Task objective >> Give the data again in full, with every character unchanged.

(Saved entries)

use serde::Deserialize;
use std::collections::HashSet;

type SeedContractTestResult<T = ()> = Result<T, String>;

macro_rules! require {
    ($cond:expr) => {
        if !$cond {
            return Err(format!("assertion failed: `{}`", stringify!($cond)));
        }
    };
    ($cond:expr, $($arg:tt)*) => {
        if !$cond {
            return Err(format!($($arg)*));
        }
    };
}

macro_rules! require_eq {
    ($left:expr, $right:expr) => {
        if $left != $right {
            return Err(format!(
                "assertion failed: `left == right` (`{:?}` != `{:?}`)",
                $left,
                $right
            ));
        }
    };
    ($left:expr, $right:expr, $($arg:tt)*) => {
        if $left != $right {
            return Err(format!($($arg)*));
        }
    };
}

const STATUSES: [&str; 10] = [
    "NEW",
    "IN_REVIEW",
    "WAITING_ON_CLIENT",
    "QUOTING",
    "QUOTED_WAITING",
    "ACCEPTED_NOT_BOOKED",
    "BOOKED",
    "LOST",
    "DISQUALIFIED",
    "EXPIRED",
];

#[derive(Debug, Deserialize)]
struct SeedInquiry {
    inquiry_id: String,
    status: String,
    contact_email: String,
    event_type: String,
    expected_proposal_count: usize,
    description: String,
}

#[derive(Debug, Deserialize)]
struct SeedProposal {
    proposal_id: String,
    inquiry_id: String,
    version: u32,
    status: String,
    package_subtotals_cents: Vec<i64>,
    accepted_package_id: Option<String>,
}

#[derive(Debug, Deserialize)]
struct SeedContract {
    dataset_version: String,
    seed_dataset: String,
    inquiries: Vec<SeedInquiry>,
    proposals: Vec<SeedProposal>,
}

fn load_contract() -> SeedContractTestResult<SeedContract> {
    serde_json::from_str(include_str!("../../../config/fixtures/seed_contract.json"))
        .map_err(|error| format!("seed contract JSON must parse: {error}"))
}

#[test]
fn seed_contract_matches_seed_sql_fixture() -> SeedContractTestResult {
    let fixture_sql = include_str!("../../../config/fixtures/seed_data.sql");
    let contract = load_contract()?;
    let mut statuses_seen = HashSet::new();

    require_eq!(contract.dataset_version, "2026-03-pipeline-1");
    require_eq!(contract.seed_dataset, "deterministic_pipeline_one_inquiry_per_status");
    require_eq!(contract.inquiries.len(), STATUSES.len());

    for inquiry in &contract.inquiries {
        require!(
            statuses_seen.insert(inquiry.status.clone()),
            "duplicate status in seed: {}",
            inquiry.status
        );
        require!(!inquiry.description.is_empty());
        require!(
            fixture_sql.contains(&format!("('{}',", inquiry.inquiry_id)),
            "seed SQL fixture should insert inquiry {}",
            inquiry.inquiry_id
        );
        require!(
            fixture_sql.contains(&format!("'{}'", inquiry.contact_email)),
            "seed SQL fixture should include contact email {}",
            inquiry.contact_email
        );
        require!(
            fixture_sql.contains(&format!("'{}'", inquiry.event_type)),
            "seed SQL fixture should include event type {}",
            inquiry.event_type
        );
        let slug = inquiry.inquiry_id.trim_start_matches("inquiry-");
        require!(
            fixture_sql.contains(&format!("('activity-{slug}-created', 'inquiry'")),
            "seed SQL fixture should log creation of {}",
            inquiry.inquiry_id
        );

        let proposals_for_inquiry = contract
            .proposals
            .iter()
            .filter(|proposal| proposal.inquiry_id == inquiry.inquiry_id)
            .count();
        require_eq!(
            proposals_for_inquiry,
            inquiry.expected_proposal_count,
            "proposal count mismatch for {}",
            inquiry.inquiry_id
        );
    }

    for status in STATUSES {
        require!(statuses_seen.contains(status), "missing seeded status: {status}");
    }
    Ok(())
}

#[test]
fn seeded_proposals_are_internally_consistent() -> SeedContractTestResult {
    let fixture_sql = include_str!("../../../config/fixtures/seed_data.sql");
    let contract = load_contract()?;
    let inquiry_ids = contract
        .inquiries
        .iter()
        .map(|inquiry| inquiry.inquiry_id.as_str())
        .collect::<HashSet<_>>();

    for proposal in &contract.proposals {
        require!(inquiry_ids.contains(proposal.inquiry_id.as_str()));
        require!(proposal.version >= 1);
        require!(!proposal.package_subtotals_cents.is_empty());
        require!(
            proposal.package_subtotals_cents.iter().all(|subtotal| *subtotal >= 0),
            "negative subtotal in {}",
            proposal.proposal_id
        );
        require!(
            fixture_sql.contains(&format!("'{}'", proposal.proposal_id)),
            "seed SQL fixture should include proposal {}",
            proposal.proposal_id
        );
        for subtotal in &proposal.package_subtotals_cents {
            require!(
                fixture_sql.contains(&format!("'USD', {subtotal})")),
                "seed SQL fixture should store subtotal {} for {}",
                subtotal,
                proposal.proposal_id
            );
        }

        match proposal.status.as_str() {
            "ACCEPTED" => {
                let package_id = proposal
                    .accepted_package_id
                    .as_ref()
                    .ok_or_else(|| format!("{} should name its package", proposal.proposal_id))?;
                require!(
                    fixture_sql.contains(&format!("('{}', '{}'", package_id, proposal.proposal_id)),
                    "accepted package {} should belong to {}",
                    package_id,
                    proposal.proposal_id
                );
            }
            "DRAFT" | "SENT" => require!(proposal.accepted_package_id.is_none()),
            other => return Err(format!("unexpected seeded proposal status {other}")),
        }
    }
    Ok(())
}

Written response >>
use serde::Deserialize;
use std::collections::HashSet;

type SeedContractTestResult<T = ()> = Result<T, String>;

macro_rules! require {
    ($cond:expr) => {
        if !$cond {
            return Err(format!("assertion failed: `{}`", stringify!($cond)));
        }
    };
    ($cond:expr, $($arg:tt)*) => {
        if !$cond {
            return Err(format!($($arg)*));
        }
    };
}

macro_rules! require_eq {
    ($left:expr, $right:expr) => {
        if $left != $right {
            return Err(format!(
                "assertion failed: `left == right` (`{:?}` != `{:?}`)",
                $left,
                $right
            ));
        }
    };
    ($left:expr, $right:expr, $($arg:tt)*) => {
        if $left != $right {
            return Err(format!($($arg)*));
        }
    };
}

const STATUSES: [&str; 10] = [
    "NEW",
    "IN_REVIEW",
    "WAITING_ON_CLIENT",
    "QUOTING",
    "QUOTED_WAITING",
    "ACCEPTED_NOT_BOOKED",
    "BOOKED",
    "LOST",
    "DISQUALIFIED",
    "EXPIRED",
];

#[derive(Debug, Deserialize)]
struct SeedInquiry {
    inquiry_id: String,
    status: String,
    contact_email: String,
    event_type: String,
    expected_proposal_count: usize,
    description: String,
}

#[derive(Debug, Deserialize)]
struct SeedProposal {
    proposal_id: String,
    inquiry_id: String,
    version: u32,
    status: String,
    package_subtotals_cents: Vec<i64>,
    accepted_package_id: Option<String>,
}

#[derive(Debug, Deserialize)]
struct SeedContract {
    dataset_version: String,
    seed_dataset: String,
    inquiries: Vec<SeedInquiry>,
    proposals: Vec<SeedProposal>,
}

fn load_contract() -> SeedContractTestResult<SeedContract> {
    serde_json::from_str(include_str!("../../../config/fixtures/seed_contract.json"))
        .map_err(|error| format!("seed contract JSON must parse: {error}"))
}

#[test]
fn seed_contract_matches_seed_sql_fixture() -> SeedContractTestResult {
    let fixture_sql = include_str!("../../../config/fixtures/seed_data.sql");
    let contract = load_contract()?;
    let mut statuses_seen = HashSet::new();

    require_eq!(contract.dataset_version, "2026-03-pipeline-1");
    require_eq!(contract.seed_dataset, "deterministic_pipeline_one_inquiry_per_status");
    require_eq!(contract.inquiries.len(), STATUSES.len());

    for inquiry in &contract.inquiries {
        require!(
            statuses_seen.insert(inquiry.status.clone()),
            "duplicate status in seed: {}",
            inquiry.status
        );
        require!(!inquiry.description.is_empty());
        require!(
            fixture_sql.contains(&format!("('{}',", inquiry.inquiry_id)),
            "seed SQL fixture should insert inquiry {}",
            inquiry.inquiry_id
        );
        require!(
            fixture_sql.contains(&format!("'{}'", inquiry.contact_email)),
            "seed SQL fixture should include contact email {}",
            inquiry.contact_email
        );
        require!(
            fixture_sql.contains(&format!("'{}'", inquiry.event_type)),
            "seed SQL fixture should include event type {}",
            inquiry.event_type
        );
        let slug = inquiry.inquiry_id.trim_start_matches("inquiry-");
        require!(
            fixture_sql.contains(&format!("('activity-{slug}-created', 'inquiry'")),
            "seed SQL fixture should log creation of {}",
            inquiry.inquiry_id
        );

        let proposals_for_inquiry = contract
            .proposals
            .iter()
            .filter(|proposal| proposal.inquiry_id == inquiry.inquiry_id)
            .count();
        require_eq!(
            proposals_for_inquiry,
            inquiry.expected_proposal_count,
            "proposal count mismatch for {}",
            inquiry.inquiry_id
        );
    }

    for status in STATUSES {
        require!(statuses_seen.contains(status), "missing seeded status: {status}");
    }
    Ok(())
}

#[test]
fn seeded_proposals_are_internally_consistent() -> SeedContractTestResult {
    let fixture_sql = include_str!("../../../config/fixtures/seed_data.sql");
    let contract = load_contract()?;
    let inquiry_ids = contract
        .inquiries
        .iter()
        .map(|inquiry| inquiry.inquiry_id.as_str())
        .collect::<HashSet<_>>();

    for proposal in &contract.proposals {
        require!(inquiry_ids.contains(proposal.inquiry_id.as_str()));
        require!(proposal.version >= 1);
        require!(!proposal.package_subtotals_cents.is_empty());
        require!(
            proposal.package_subtotals_cents.iter().all(|subtotal| *subtotal >= 0),
            "negative subtotal in {}",
            proposal.proposal_id
        );
        require!(
            fixture_sql.contains(&format!("'{}'", proposal.proposal_id)),
            "seed SQL fixture should include proposal {}",
            proposal.proposal_id
        );
        for subtotal in &proposal.package_subtotals_cents {
            require!(
                fixture_sql.contains(&format!("'USD', {subtotal})")),
                "seed SQL fixture should store subtotal {} for {}",
                subtotal,
                proposal.proposal_id
            );
        }

        match proposal.status.as_str() {
            "ACCEPTED" => {
                let package_id = proposal
                    .accepted_package_id
                    .as_ref()
                    .ok_or_else(|| format!("{} should name its package", proposal.proposal_id))?;
                require!(
                    fixture_sql.contains(&format!("('{}', '{}'", package_id, proposal.proposal_id)),
                    "accepted package {} should belong to {}",
                    package_id,
                    proposal.proposal_id
                );
            }
            "DRAFT" | "SENT" => require!(proposal.accepted_package_id.is_none()),
            other => return Err(format!("unexpected seeded proposal status {other}")),
        }
    }
    Ok(())
}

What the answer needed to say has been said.